▶ [What this task involves]:
Give a verbatim quotation of every record.

Saved data entries:
//! Startup configuration
//!
//! Geometry and tuning constants for a session. Loaded once (JSON or defaults)
//! and treated as immutable while the simulation runs.

use serde::{Deserialize, Serialize};
use thiserror::Error;

use crate::consts::*;
use crate::sim::tween::Easing;

/// Errors raised while loading settings
#[derive(Debug, Error)]
pub enum SettingsError {
    #[error("failed to parse settings: {0}")]
    Parse(#[from] serde_json::Error),
    #[error("invalid setting `{field}`: {reason}")]
    Invalid {
        field: &'static str,
        reason: &'static str,
    },
}

/// How the player moves vertically
#[derive(Debug, Clone, Copy, PartialEq, Eq, Serialize, Deserialize, Default)]
pub enum ControlMode {
    /// Gravity, jumping and contact resolution drive vertical motion
    Jump,
    /// Up/down keys move the player directly; contacts only have side-effects
    #[default]
    Fly,
}

impl ControlMode {
    pub fn as_str(&self) -> &'static str {
        match self {
            ControlMode::Jump => "Jump",
            ControlMode::Fly => "Fly",
        }
    }

    pub fn from_str(s: &str) -> Option<Self> {
        match s.to_lowercase().as_str() {
            "jump" | "jumping" => Some(ControlMode::Jump),
            "fly" | "flying" => Some(ControlMode::Fly),
            _ => None,
        }
    }
}

/// Session configuration
#[derive(Debug, Clone, Serialize, Deserialize)]
#[serde(default, deny_unknown_fields)]
pub struct Settings {
    /// RNG seed for platform generation
    pub seed: u64,

    // === World geometry ===
    pub screen_width: f32,
    pub screen_height: f32,
    pub world_width: f32,
    pub world_height: f32,
    pub tile_size: f32,
    pub tower_offset: f32,
    pub tower_bounds: f32,
    pub tower_width: f32,

    // === Player ===
    pub start_x: f32,
    pub start_y: f32,
    pub player_size: f32,
    pub control_mode: ControlMode,
    pub gravity: f32,
    pub accel: f32,
    pub friction: f32,
    pub max_speed: f32,
    pub jump_speed: f32,

    // === Platforms ===
    pub pool_capacity: usize,
    pub base_batch: usize,
    pub spawn_columns: i32,
    pub spawn_rows: i32,
    /// Percentage of spawns that oscillate horizontally
    pub oscillating_percent: u32,
    pub oscillation_travel: f32,
    pub oscillation_half_period: f32,
    pub oscillation_easing: Easing,

    // === Difficulty ===
    pub base_scroll_speed: f32,
    pub scroll_speed_step: f32,
    pub difficulty_threshold: u32,
}

impl Default for Settings {
    fn default() -> Self {
        Self {
            seed: 0x4845_5854,

            screen_width: SCREEN_WIDTH,
            screen_height: SCREEN_HEIGHT,
            world_width: WORLD_WIDTH,
            world_height: WORLD_HEIGHT,
            tile_size: TILE_SIZE,
            tower_offset: TOWER_OFFSET,
            tower_bounds: TOWER_BOUNDS,
            tower_width: TOWER_WIDTH,

            start_x: START_X,
            start_y: START_Y,
            player_size: PLAYER_SIZE,
            control_mode: ControlMode::Fly,
            gravity: GRAVITY,
            accel: PLAYER_ACCEL,
            friction: PLAYER_FRICTION,
            max_speed: MAX_SPEED,
            jump_speed: JUMP_SPEED,

            pool_capacity: POOL_CAPACITY,
            base_batch: BASE_PLATFORM_BATCH,
            spawn_columns: SPAWN_COLUMNS,
            spawn_rows: SPAWN_ROWS,
            oscillating_percent: 30,
            oscillation_travel: OSCILLATION_TRAVEL,
            oscillation_half_period: OSCILLATION_HALF_PERIOD,
            oscillation_easing: Easing::Linear,

            base_scroll_speed: BASE_SCROLL_SPEED,
            scroll_speed_step: SCROLL_SPEED_STEP,
            difficulty_threshold: DIFFICULTY_THRESHOLD,
        }
    }
}

impl Settings {
    /// Parse and validate settings from JSON. Missing fields keep their defaults.
    pub fn from_json(json: &str) -> Result<Self, SettingsError> {
        let settings: Settings = serde_json::from_str(json)?;
        settings.validate()?;
        Ok(settings)
    }

    /// Default settings with a different control mode
    pub fn with_control_mode(mut self, mode: ControlMode) -> Self {
        self.control_mode = mode;
        self
    }

    pub fn to_json(&self) -> Result<String, SettingsError> {
        Ok(serde_json::to_string_pretty(self)?)
    }

    /// Half the screen height, used as the vertical overscan band
    #[inline]
    pub fn half_height(&self) -> f32 {
        self.screen_height / 2.0
    }

    /// Height of the collision space (world plus overscan)
    #[inline]
    pub fn space_height(&self) -> f32 {
        self.world_height + self.half_height()
    }

    /// Right edge of the climbable tower face
    #[inline]
    pub fn tower_right(&self) -> f32 {
        self.tower_offset + self.tower_bounds
    }

    pub fn validate(&self) -> Result<(), SettingsError> {
        fn invalid(field: &'static str, reason: &'static str) -> Result<(), SettingsError> {
            Err(SettingsError::Invalid { field, reason })
        }

        if self.tile_size <= 0.0 || self.tile_size.is_nan() {
            return invalid("tile_size", "must be positive");
        }
        if self.world_width.is_nan()
            || self.world_height.is_nan()
            || self.world_width < self.tile_size
            || self.world_height < self.tile_size
        {
            return invalid("world_width", "world must be at least one tile in each axis");
        }
        if (self.world_width / self.tile_size).fract() != 0.0 {
            return invalid("world_width", "must be a whole number of tiles");
        }
        if self.tower_offset < 0.0 || self.tower_right() > self.world_width {
            return invalid("tower_bounds", "tower must lie inside the world");
        }
        if self.player_size <= 0.0 || self.player_size.is_nan() {
            return invalid("player_size", "must be positive");
        }
        if self.accel <= self.friction || self.accel.is_nan() || self.friction.is_nan() {
            return invalid("accel", "must exceed friction or the player can never move");
        }
        if self.max_speed < 0.0 || self.friction < 0.0 {
            return invalid("max_speed", "speeds must not be negative");
        }
        if self.oscillation_half_period <= 0.0 || self.oscillation_half_period.is_nan() {
            return invalid("oscillation_half_period", "must be positive");
        }
        if self.pool_capacity == 0 {
            return invalid("pool_capacity", "pool needs at least one slot");
        }
        if self.spawn_columns <= 0 || self.spawn_rows <= 0 {
            return invalid("spawn_columns", "spawn grid must not be empty");
        }
        if self.oscillating_percent > 100 {
            return invalid("oscillating_percent", "must be within 0..=100");
        }
        if self.difficulty_threshold == 0 {
            return invalid("difficulty_threshold", "must be positive");
        }
        Ok(())
    }
}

▶ [Answer to the exercise]:
//! Startup configuration
//!
//! Geometry and tuning constants for a session. Loaded once (JSON or defaults)
//! and treated as immutable while the simulation runs.

use serde::{Deserialize, Serialize};
use thiserror::Error;

use crate::consts::*;
use crate::sim::tween::Easing;

/// Errors raised while loading settings
#[derive(Debug, Error)]
pub enum SettingsError {
    #[error("failed to parse settings: {0}")]
    Parse(#[from] serde_json::Error),
    #[error("invalid setting `{field}`: {reason}")]
    Invalid {
        field: &'static str,
        reason: &'static str,
    },
}

/// How the player moves vertically
#[derive(Debug, Clone, Copy, PartialEq, Eq, Serialize, Deserialize, Default)]
pub enum ControlMode {
    /// Gravity, jumping and contact resolution drive vertical motion
    Jump,
    /// Up/down keys move the player directly; contacts only have side-effects
    #[default]
    Fly,
}

impl ControlMode {
    pub fn as_str(&self) -> &'static str {
        match self {
            ControlMode::Jump => "Jump",
            ControlMode::Fly => "Fly",
        }
    }

    pub fn from_str(s: &str) -> Option<Self> {
        match s.to_lowercase().as_str() {
            "jump" | "jumping" => Some(ControlMode::Jump),
            "fly" | "flying" => Some(ControlMode::Fly),
            _ => None,
        }
    }
}

/// Session configuration
#[derive(Debug, Clone, Serialize, Deserialize)]
#[serde(default, deny_unknown_fields)]
pub struct Settings {
    /// RNG seed for platform generation
    pub seed: u64,

    // === World geometry ===
    pub screen_width: f32,
    pub screen_height: f32,
    pub world_width: f32,
    pub world_height: f32,
    pub tile_size: f32,
    pub tower_offset: f32,
    pub tower_bounds: f32,
    pub tower_width: f32,

    // === Player ===
    pub start_x: f32,
    pub start_y: f32,
    pub player_size: f32,
    pub control_mode: ControlMode,
    pub gravity: f32,
    pub accel: f32,
    pub friction: f32,
    pub max_speed: f32,
    pub jump_speed: f32,

    // === Platforms ===
    pub pool_capacity: usize,
    pub base_batch: usize,
    pub spawn_columns: i32,
    pub spawn_rows: i32,
    /// Percentage of spawns that oscillate horizontally
    pub oscillating_percent: u32,
    pub oscillation_travel: f32,
    pub oscillation_half_period: f32,
    pub oscillation_easing: Easing,

    // === Difficulty ===
    pub base_scroll_speed: f32,
    pub scroll_speed_step: f32,
    pub difficulty_threshold: u32,
}

impl Default for Settings {
    fn default() -> Self {
        Self {
            seed: 0x4845_5854,

            screen_width: SCREEN_WIDTH,
            screen_height: SCREEN_HEIGHT,
            world_width: WORLD_WIDTH,
            world_height: WORLD_HEIGHT,
            tile_size: TILE_SIZE,
            tower_offset: TOWER_OFFSET,
            tower_bounds: TOWER_BOUNDS,
            tower_width: TOWER_WIDTH,

            start_x: START_X,
            start_y: START_Y,
            player_size: PLAYER_SIZE,
            control_mode: ControlMode::Fly,
            gravity: GRAVITY,
            accel: PLAYER_ACCEL,
            friction: PLAYER_FRICTION,
            max_speed: MAX_SPEED,
            jump_speed: JUMP_SPEED,

            pool_capacity: POOL_CAPACITY,
            base_batch: BASE_PLATFORM_BATCH,
            spawn_columns: SPAWN_COLUMNS,
            spawn_rows: SPAWN_ROWS,
            oscillating_percent: 30,
            oscillation_travel: OSCILLATION_TRAVEL,
            oscillation_half_period: OSCILLATION_HALF_PERIOD,
            oscillation_easing: Easing::Linear,

            base_scroll_speed: BASE_SCROLL_SPEED,
            scroll_speed_step: SCROLL_SPEED_STEP,
            difficulty_threshold: DIFFICULTY_THRESHOLD,
        }
    }
}

impl Settings {
    /// Parse and validate settings from JSON. Missing fields keep their defaults.
    pub fn from_json(json: &str) -> Result<Self, SettingsError> {
        let settings: Settings = serde_json::from_str(json)?;
        settings.validate()?;
        Ok(settings)
    }

    /// Default settings with a different control mode
    pub fn with_control_mode(mut self, mode: ControlMode) -> Self {
        self.control_mode = mode;
        self
    }

    pub fn to_json(&self) -> Result<String, SettingsError> {
        Ok(serde_json::to_string_pretty(self)?)
    }

    /// Half the screen height, used as the vertical overscan band
    #[inline]
    pub fn half_height(&self) -> f32 {
        self.screen_height / 2.0
    }

    /// Height of the collision space (world plus overscan)
    #[inline]
    pub fn space_height(&self) -> f32 {
        self.world_height + self.half_height()
    }

    /// Right edge of the climbable tower face
    #[inline]
    pub fn tower_right(&self) -> f32 {
        self.tower_offset + self.tower_bounds
    }

    pub fn validate(&self) -> Result<(), SettingsError> {
        fn invalid(field: &'static str, reason: &'static str) -> Result<(), SettingsError> {
            Err(SettingsError::Invalid { field, reason })
        }

        if self.tile_size <= 0.0 || self.tile_size.is_nan() {
            return invalid("tile_size", "must be positive");
        }
        if self.world_width.is_nan()
            || self.world_height.is_nan()
            || self.world_width < self.tile_size
            || self.world_height < self.tile_size
        {
            return invalid("world_width", "world must be at least one tile in each axis");
        }
        if (self.world_width / self.tile_size).fract() != 0.0 {
            return invalid("world_width", "must be a whole number of tiles");
        }
        if self.tower_offset < 0.0 || self.tower_right() > self.world_width {
            return invalid("tower_bounds", "tower must lie inside the world");
        }
        if self.player_size <= 0.0 || self.player_size.is_nan() {
            return invalid("player_size", "must be positive");
        }
        if self.accel <= self.friction || self.accel.is_nan() || self.friction.is_nan() {
            return invalid("accel", "must exceed friction or the player can never move");
        }
        if self.max_speed < 0.0 || self.friction < 0.0 {
            return invalid("max_speed", "speeds must not be negative");
        }
        if self.oscillation_half_period <= 0.0 || self.oscillation_half_period.is_nan() {
            return invalid("oscillation_half_period", "must be positive");
        }
        if self.pool_capacity == 0 {
            return invalid("pool_capacity", "pool needs at least one slot");
        }
        if self.spawn_columns <= 0 || self.spawn_rows <= 0 {
            return invalid("spawn_columns", "spawn grid must not be empty");
        }
        if self.oscillating_percent > 100 {
            return invalid("oscillating_percent", "must be within 0..=100");
        }
        if self.difficulty_threshold == 0 {
            return invalid("difficulty_threshold", "must be positive");
        }
        Ok(())
    }
}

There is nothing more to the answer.